▸ ACTION ITEM:
Beneath this task is a listing; tally its lines that contain "const" and give only the total.

......

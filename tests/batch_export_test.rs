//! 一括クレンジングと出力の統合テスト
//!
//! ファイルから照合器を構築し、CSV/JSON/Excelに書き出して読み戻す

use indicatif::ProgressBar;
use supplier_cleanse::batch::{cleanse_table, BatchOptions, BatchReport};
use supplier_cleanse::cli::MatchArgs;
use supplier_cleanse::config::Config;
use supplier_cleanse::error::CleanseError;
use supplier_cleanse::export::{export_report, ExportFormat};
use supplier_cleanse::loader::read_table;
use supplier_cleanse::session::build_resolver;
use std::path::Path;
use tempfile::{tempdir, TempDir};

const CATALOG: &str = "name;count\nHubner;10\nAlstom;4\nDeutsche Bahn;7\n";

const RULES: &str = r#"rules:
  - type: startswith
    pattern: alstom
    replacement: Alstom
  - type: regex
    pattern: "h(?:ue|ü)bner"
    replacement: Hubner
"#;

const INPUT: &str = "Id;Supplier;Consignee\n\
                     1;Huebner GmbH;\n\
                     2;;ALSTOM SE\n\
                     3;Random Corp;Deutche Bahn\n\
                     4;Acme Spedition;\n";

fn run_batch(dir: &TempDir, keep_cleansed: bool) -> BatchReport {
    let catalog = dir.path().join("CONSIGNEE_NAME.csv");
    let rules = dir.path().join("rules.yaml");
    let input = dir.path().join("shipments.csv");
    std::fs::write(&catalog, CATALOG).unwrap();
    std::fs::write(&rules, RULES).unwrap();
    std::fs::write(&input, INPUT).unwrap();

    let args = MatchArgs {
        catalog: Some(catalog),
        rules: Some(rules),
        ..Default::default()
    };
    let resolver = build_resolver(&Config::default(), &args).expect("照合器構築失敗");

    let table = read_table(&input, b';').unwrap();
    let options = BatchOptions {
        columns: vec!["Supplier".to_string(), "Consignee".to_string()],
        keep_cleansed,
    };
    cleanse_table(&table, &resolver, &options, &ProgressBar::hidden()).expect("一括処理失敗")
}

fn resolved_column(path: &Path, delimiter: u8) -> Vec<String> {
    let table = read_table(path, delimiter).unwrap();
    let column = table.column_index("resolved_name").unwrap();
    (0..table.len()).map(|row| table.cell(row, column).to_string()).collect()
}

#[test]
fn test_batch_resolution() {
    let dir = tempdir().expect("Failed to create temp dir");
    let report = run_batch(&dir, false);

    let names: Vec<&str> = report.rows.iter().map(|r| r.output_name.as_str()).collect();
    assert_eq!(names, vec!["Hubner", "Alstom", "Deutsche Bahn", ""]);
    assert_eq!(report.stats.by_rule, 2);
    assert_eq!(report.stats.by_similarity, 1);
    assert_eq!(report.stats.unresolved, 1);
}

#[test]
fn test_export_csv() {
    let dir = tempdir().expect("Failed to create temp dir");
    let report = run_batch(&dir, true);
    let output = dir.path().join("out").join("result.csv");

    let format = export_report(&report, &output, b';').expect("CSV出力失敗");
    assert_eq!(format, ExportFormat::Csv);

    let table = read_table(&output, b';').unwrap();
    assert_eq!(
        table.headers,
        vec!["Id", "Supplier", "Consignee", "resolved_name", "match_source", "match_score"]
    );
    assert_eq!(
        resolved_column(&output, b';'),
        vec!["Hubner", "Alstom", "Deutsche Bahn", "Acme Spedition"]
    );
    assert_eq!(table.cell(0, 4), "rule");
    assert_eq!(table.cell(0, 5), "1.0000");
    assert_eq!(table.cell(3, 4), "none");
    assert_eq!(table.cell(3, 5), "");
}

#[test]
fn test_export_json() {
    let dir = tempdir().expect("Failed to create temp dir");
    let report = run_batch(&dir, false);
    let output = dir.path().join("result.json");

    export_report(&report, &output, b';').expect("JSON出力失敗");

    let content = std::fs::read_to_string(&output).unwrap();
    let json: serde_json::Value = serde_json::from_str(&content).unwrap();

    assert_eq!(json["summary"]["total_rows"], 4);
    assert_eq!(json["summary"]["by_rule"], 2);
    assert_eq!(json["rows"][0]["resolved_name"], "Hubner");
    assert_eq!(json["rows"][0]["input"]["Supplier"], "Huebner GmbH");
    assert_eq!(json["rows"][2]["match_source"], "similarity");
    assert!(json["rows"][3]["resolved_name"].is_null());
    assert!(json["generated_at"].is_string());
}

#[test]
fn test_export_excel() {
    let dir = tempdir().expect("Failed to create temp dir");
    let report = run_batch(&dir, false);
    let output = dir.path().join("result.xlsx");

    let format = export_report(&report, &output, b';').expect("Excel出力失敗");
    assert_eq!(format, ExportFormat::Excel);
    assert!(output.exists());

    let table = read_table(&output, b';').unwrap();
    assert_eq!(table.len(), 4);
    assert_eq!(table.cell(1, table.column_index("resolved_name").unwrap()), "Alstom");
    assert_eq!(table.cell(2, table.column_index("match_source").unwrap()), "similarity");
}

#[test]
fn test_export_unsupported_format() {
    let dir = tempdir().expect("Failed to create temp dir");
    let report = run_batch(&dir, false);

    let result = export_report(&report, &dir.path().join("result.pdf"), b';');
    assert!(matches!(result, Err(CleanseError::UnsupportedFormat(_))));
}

......

▸ RESULT FOR THIS TASK:
3